What to produce: In the response, each entry below should appear again exactly as given.
*** Given records
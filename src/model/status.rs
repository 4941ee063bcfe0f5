use serde::{Deserialize, Serialize};

/// The review state of a bill as stored remotely.
#[derive(Debug, Default, Clone, Copy, Eq, PartialEq, Ord, PartialOrd, Hash, Serialize, Deserialize)]
#[serde(rename_all = "snake_case")]
pub enum Status {
    #[default]
    Pending,
    Accepted,
    Refused,
}

serde_plain::derive_display_from_serialize!(Status);
serde_plain::derive_fromstr_from_deserialize!(Status);

impl Status {
    /// The label shown to users for this status.
    pub fn label(&self) -> &'static str {
        match self {
            Status::Pending => "En attente",
            Status::Accepted => "Accepté",
            Status::Refused => "Refused",
        }
    }
}
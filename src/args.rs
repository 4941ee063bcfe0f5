//! These structs provide the CLI interface for the billed CLI.

use crate::config::DEFAULT_API_URL;
use crate::model::{BillForm, UserType};
use clap::{Parser, Subcommand};
use std::convert::Infallible;
use std::fmt::{Display, Formatter};
use std::ops::Deref;
use std::path::{Path, PathBuf};
use std::str::FromStr;
use tracing::error;
use tracing_subscriber::filter::LevelFilter;

/// billed: A command-line client for expense bills.
///
/// Employees list the bills they have sent, look at the proof file attached to a bill, and send a
/// new bill by uploading a proof file (a jpg or png image) and then filling in the bill's details.
///
/// Run `billed init` once, then `billed login` to say who you are.
#[derive(Debug, Parser, Clone)]
pub struct Args {
    #[clap(flatten)]
    common: Common,

    #[command(subcommand)]
    command: Command,
}

impl Args {
    pub fn new(common: Common, command: Command) -> Self {
        Self { common, command }
    }

    pub fn common(&self) -> &Common {
        &self.common
    }

    pub fn command(&self) -> &Command {
        &self.command
    }
}

#[derive(Subcommand, Debug, Clone)]
pub enum Command {
    /// Create the data directory and initialize the configuration files.
    ///
    /// The data directory is $HOME/billed unless --billed-home or BILLED_HOME says otherwise.
    Init(InitArgs),
    /// Store the identity (and optionally the bearer token) used by the other commands.
    Login(LoginArgs),
    /// List your bills, most recent first.
    Bills(BillsArgs),
    /// Upload a proof file and send a new bill.
    NewBill(Box<NewBillArgs>),
    /// Show the proof file of a bill.
    Proof(ProofArgs),
}

/// Arguments common to all subcommands.
#[derive(Debug, Parser, Clone)]
pub struct Common {
    /// The logging verbosity. One of, from least to most verbose:
    /// off, error, warn, info, debug, trace
    ///
    /// This can be overridden by RUST_LOG.
    #[arg(long, default_value_t = LevelFilter::INFO)]
    log_level: LevelFilter,

    /// The directory where billed configuration and session are held. Defaults to ~/billed
    #[arg(long, env = "BILLED_HOME", default_value_t = default_billed_home())]
    billed_home: DisplayPath,
}

impl Common {
    pub fn new(log_level: LevelFilter, billed_home: PathBuf) -> Self {
        Self {
            log_level,
            billed_home: billed_home.into(),
        }
    }

    pub fn log_level(&self) -> LevelFilter {
        self.log_level
    }

    pub fn billed_home(&self) -> &DisplayPath {
        &self.billed_home
    }
}

/// Args for the `billed init` command.
#[derive(Debug, Parser, Clone)]
pub struct InitArgs {
    /// The base URL of the bills API.
    #[arg(long, default_value = DEFAULT_API_URL)]
    api_url: String,
}

impl InitArgs {
    pub fn new(api_url: impl Into<String>) -> Self {
        Self {
            api_url: api_url.into(),
        }
    }

    pub fn api_url(&self) -> &str {
        &self.api_url
    }
}

/// Args for the `billed login` command.
#[derive(Debug, Parser, Clone)]
pub struct LoginArgs {
    /// Your email address.
    #[arg(long)]
    email: String,

    /// What kind of user you are.
    #[arg(long, value_enum, default_value_t = UserType::Employee)]
    user_type: UserType,

    /// A bearer token for the bills API.
    #[arg(long)]
    jwt: Option<String>,
}

impl LoginArgs {
    pub fn new(email: impl Into<String>, user_type: UserType, jwt: Option<String>) -> Self {
        Self {
            email: email.into(),
            user_type,
            jwt,
        }
    }

    pub fn email(&self) -> &str {
        &self.email
    }

    pub fn user_type(&self) -> UserType {
        self.user_type
    }

    pub fn jwt(&self) -> Option<&str> {
        self.jwt.as_deref()
    }
}

/// Args for the `billed bills` command.
#[derive(Debug, Default, Parser, Clone)]
pub struct BillsArgs {}

/// Args for the `billed new-bill` command. The fields other than `file` are sent as typed, just as
/// the new-bill form would send them.
#[derive(Debug, Default, Parser, Clone)]
pub struct NewBillArgs {
    /// The proof file, a jpg or png image.
    #[arg(long)]
    file: PathBuf,

    /// The expense type, e.g. "Transports" or "Restaurants et bars".
    #[arg(long)]
    expense_type: String,

    /// A name for the expense.
    #[arg(long, default_value = "")]
    name: String,

    /// The date of the expense, YYYY-MM-DD.
    #[arg(long)]
    date: String,

    /// The amount including VAT. Only the integer part is kept.
    #[arg(long)]
    amount: String,

    /// The VAT amount.
    #[arg(long, default_value = "")]
    vat: String,

    /// The VAT percentage. Defaults to 20 when blank.
    #[arg(long, default_value = "")]
    pct: String,

    /// A free comment.
    #[arg(long, default_value = "")]
    commentary: String,
}

impl NewBillArgs {
    pub fn new(file: impl Into<PathBuf>, form: BillForm) -> Self {
        Self {
            file: file.into(),
            expense_type: form.expense_type,
            name: form.name,
            date: form.date,
            amount: form.amount,
            vat: form.vat,
            pct: form.pct,
            commentary: form.commentary,
        }
    }

    pub fn file(&self) -> &Path {
        &self.file
    }

    /// The form fields, as the new-bill page would read them.
    pub fn form(&self) -> BillForm {
        BillForm {
            expense_type: self.expense_type.clone(),
            name: self.name.clone(),
            date: self.date.clone(),
            amount: self.amount.clone(),
            vat: self.vat.clone(),
            pct: self.pct.clone(),
            commentary: self.commentary.clone(),
        }
    }
}

/// Args for the `billed proof` command.
#[derive(Debug, Parser, Clone)]
pub struct ProofArgs {
    /// The id of the bill.
    #[arg(long)]
    id: String,
}

impl ProofArgs {
    pub fn new(id: impl Into<String>) -> Self {
        Self { id: id.into() }
    }

    pub fn id(&self) -> &str {
        &self.id
    }
}

fn default_billed_home() -> DisplayPath {
    DisplayPath(match dirs::home_dir() {
        Some(home) => home.join("billed"),
        None => {
            error!(
                "There was an error when trying to get your home directory. You can get around \
                this by providing --billed-home or BILLED_HOME instead of relying on the default \
                billed home directory. If you continue using the program right now, you may have \
                problems!",
            );
            PathBuf::from("billed")
        }
    })
}

#[derive(Debug, Default, Clone, Eq, PartialEq, Ord, PartialOrd, Hash)]
pub struct DisplayPath(PathBuf);

impl From<PathBuf> for DisplayPath {
    fn from(value: PathBuf) -> Self {
        DisplayPath(value)
    }
}

impl Deref for DisplayPath {
    type Target = Path;

    fn deref(&self) -> &Self::Target {
        &self.0
    }
}

impl AsRef<Path> for DisplayPath {
    fn as_ref(&self) -> &Path {
        &self.0
    }
}

impl Display for DisplayPath {
    fn fmt(&self, f: &mut Formatter<'_>) -> std::fmt::Result {
        write!(f, "{}", self.0.to_string_lossy())
    }
}

impl FromStr for DisplayPath {
    type Err = Infallible;

    fn from_str(s: &str) -> Result<Self, Self::Err> {
        Ok(Self(PathBuf::from(s)))
    }
}

impl DisplayPath {
    pub fn new(path: PathBuf) -> Self {
        Self(path)
    }

    pub fn path(&self) -> &Path {
        &self.0
    }
}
******
Exercise solution:
filename src/model/status.rs
repository 4941ee063bcfe0f5
use serde::{Deserialize, Serialize};

/// The review state of a bill as stored remotely.
#[derive(Debug, Default, Clone, Copy, Eq, PartialEq, Ord, PartialOrd, Hash, Serialize, Deserialize)]
#[serde(rename_all = "snake_case")]
pub enum Status {
    #[default]
    Pending,
    Accepted,
    Refused,
}

serde_plain::derive_display_from_serialize!(Status);
serde_plain::derive_fromstr_from_deserialize!(Status);

impl Status {
    /// The label shown to users for this status.
    pub fn label(&self) -> &'static str {
        match self {
            Status::Pending => "En attente",
            Status::Accepted => "Accepté",
            Status::Refused => "Refused",
        }
    }
}
filename src/args.rs
repository 4941ee063bcfe0f5
//! These structs provide the CLI interface for the billed CLI.

use crate::config::DEFAULT_API_URL;
use crate::model::{BillForm, UserType};
use clap::{Parser, Subcommand};
use std::convert::Infallible;
use std::fmt::{Display, Formatter};
use std::ops::Deref;
use std::path::{Path, PathBuf};
use std::str::FromStr;
use tracing::error;
use tracing_subscriber::filter::LevelFilter;

/// billed: A command-line client for expense bills.
///
/// Employees list the bills they have sent, look at the proof file attached to a bill, and send a
/// new bill by uploading a proof file (a jpg or png image) and then filling in the bill's details.
///
/// Run `billed init` once, then `billed login` to say who you are.
#[derive(Debug, Parser, Clone)]
pub struct Args {
    #[clap(flatten)]
    common: Common,

    #[command(subcommand)]
    command: Command,
}

impl Args {
    pub fn new(common: Common, command: Command) -> Self {
        Self { common, command }
    }

    pub fn common(&self) -> &Common {
        &self.common
    }

    pub fn command(&self) -> &Command {
        &self.command
    }
}

#[derive(Subcommand, Debug, Clone)]
pub enum Command {
    /// Create the data directory and initialize the configuration files.
    ///
    /// The data directory is $HOME/billed unless --billed-home or BILLED_HOME says otherwise.
    Init(InitArgs),
    /// Store the identity (and optionally the bearer token) used by the other commands.
    Login(LoginArgs),
    /// List your bills, most recent first.
    Bills(BillsArgs),
    /// Upload a proof file and send a new bill.
    NewBill(Box<NewBillArgs>),
    /// Show the proof file of a bill.
    Proof(ProofArgs),
}

/// Arguments common to all subcommands.
#[derive(Debug, Parser, Clone)]
pub struct Common {
    /// The logging verbosity. One of, from least to most verbose:
    /// off, error, warn, info, debug, trace
    ///
    /// This can be overridden by RUST_LOG.
    #[arg(long, default_value_t = LevelFilter::INFO)]
    log_level: LevelFilter,

    /// The directory where billed configuration and session are held. Defaults to ~/billed
    #[arg(long, env = "BILLED_HOME", default_value_t = default_billed_home())]
    billed_home: DisplayPath,
}

impl Common {
    pub fn new(log_level: LevelFilter, billed_home: PathBuf) -> Self {
        Self {
            log_level,
            billed_home: billed_home.into(),
        }
    }

    pub fn log_level(&self) -> LevelFilter {
        self.log_level
    }

    pub fn billed_home(&self) -> &DisplayPath {
        &self.billed_home
    }
}

/// Args for the `billed init` command.
#[derive(Debug, Parser, Clone)]
pub struct InitArgs {
    /// The base URL of the bills API.
    #[arg(long, default_value = DEFAULT_API_URL)]
    api_url: String,
}

impl InitArgs {
    pub fn new(api_url: impl Into<String>) -> Self {
        Self {
            api_url: api_url.into(),
        }
    }

    pub fn api_url(&self) -> &str {
        &self.api_url
    }
}

/// Args for the `billed login` command.
#[derive(Debug, Parser, Clone)]
pub struct LoginArgs {
    /// Your email address.
    #[arg(long)]
    email: String,

    /// What kind of user you are.
    #[arg(long, value_enum, default_value_t = UserType::Employee)]
    user_type: UserType,

    /// A bearer token for the bills API.
    #[arg(long)]
    jwt: Option<String>,
}

impl LoginArgs {
    pub fn new(email: impl Into<String>, user_type: UserType, jwt: Option<String>) -> Self {
        Self {
            email: email.into(),
            user_type,
            jwt,
        }
    }

    pub fn email(&self) -> &str {
        &self.email
    }

    pub fn user_type(&self) -> UserType {
        self.user_type
    }

    pub fn jwt(&self) -> Option<&str> {
        self.jwt.as_deref()
    }
}

/// Args for the `billed bills` command.
#[derive(Debug, Default, Parser, Clone)]
pub struct BillsArgs {}

/// Args for the `billed new-bill` command. The fields other than `file` are sent as typed, just as
/// the new-bill form would send them.
#[derive(Debug, Default, Parser, Clone)]
pub struct NewBillArgs {
    /// The proof file, a jpg or png image.
    #[arg(long)]
    file: PathBuf,

    /// The expense type, e.g. "Transports" or "Restaurants et bars".
    #[arg(long)]
    expense_type: String,

    /// A name for the expense.
    #[arg(long, default_value = "")]
    name: String,

    /// The date of the expense, YYYY-MM-DD.
    #[arg(long)]
    date: String,

    /// The amount including VAT. Only the integer part is kept.
    #[arg(long)]
    amount: String,

    /// The VAT amount.
    #[arg(long, default_value = "")]
    vat: String,

    /// The VAT percentage. Defaults to 20 when blank.
    #[arg(long, default_value = "")]
    pct: String,

    /// A free comment.
    #[arg(long, default_value = "")]
    commentary: String,
}

impl NewBillArgs {
    pub fn new(file: impl Into<PathBuf>, form: BillForm) -> Self {
        Self {
            file: file.into(),
            expense_type: form.expense_type,
            name: form.name,
            date: form.date,
            amount: form.amount,
            vat: form.vat,
            pct: form.pct,
            commentary: form.commentary,
        }
    }

    pub fn file(&self) -> &Path {
        &self.file
    }

    /// The form fields, as the new-bill page would read them.
    pub fn form(&self) -> BillForm {
        BillForm {
            expense_type: self.expense_type.clone(),
            name: self.name.clone(),
            date: self.date.clone(),
            amount: self.amount.clone(),
            vat: self.vat.clone(),
            pct: self.pct.clone(),
            commentary: self.commentary.clone(),
        }
    }
}

/// Args for the `billed proof` command.
#[derive(Debug, Parser, Clone)]
pub struct ProofArgs {
    /// The id of the bill.
    #[arg(long)]
    id: String,
}

impl ProofArgs {
    pub fn new(id: impl Into<String>) -> Self {
        Self { id: id.into() }
    }

    pub fn id(&self) -> &str {
        &self.id
    }
}

fn default_billed_home() -> DisplayPath {
    DisplayPath(match dirs::home_dir() {
        Some(home) => home.join("billed"),
        None => {
            error!(
                "There was an error when trying to get your home directory. You can get around \
                this by providing --billed-home or BILLED_HOME instead of relying on the default \
                billed home directory. If you continue using the program right now, you may have \
                problems!",
            );
            PathBuf::from("billed")
        }
    })
}

#[derive(Debug, Default, Clone, Eq, PartialEq, Ord, PartialOrd, Hash)]
pub struct DisplayPath(PathBuf);

impl From<PathBuf> for DisplayPath {
    fn from(value: PathBuf) -> Self {
        DisplayPath(value)
    }
}

impl Deref for DisplayPath {
    type Target = Path;

    fn deref(&self) -> &Self::Target {
        &self.0
    }
}

impl AsRef<Path> for DisplayPath {
    fn as_ref(&self) -> &Path {
        &self.0
    }
}

impl Display for DisplayPath {
    fn fmt(&self, f: &mut Formatter<'_>) -> std::fmt::Result {
        write!(f, "{}", self.0.to_string_lossy())
    }
}

impl FromStr for DisplayPath {
    type Err = Infallible;

    fn from_str(s: &str) -> Result<Self, Self::Err> {
        Ok(Self(PathBuf::from(s)))
    }
}

impl DisplayPath {
    pub fn new(path: PathBuf) -> Self {
        Self(path)
    }

    pub fn path(&self) -> &Path {
        &self.0
    }
}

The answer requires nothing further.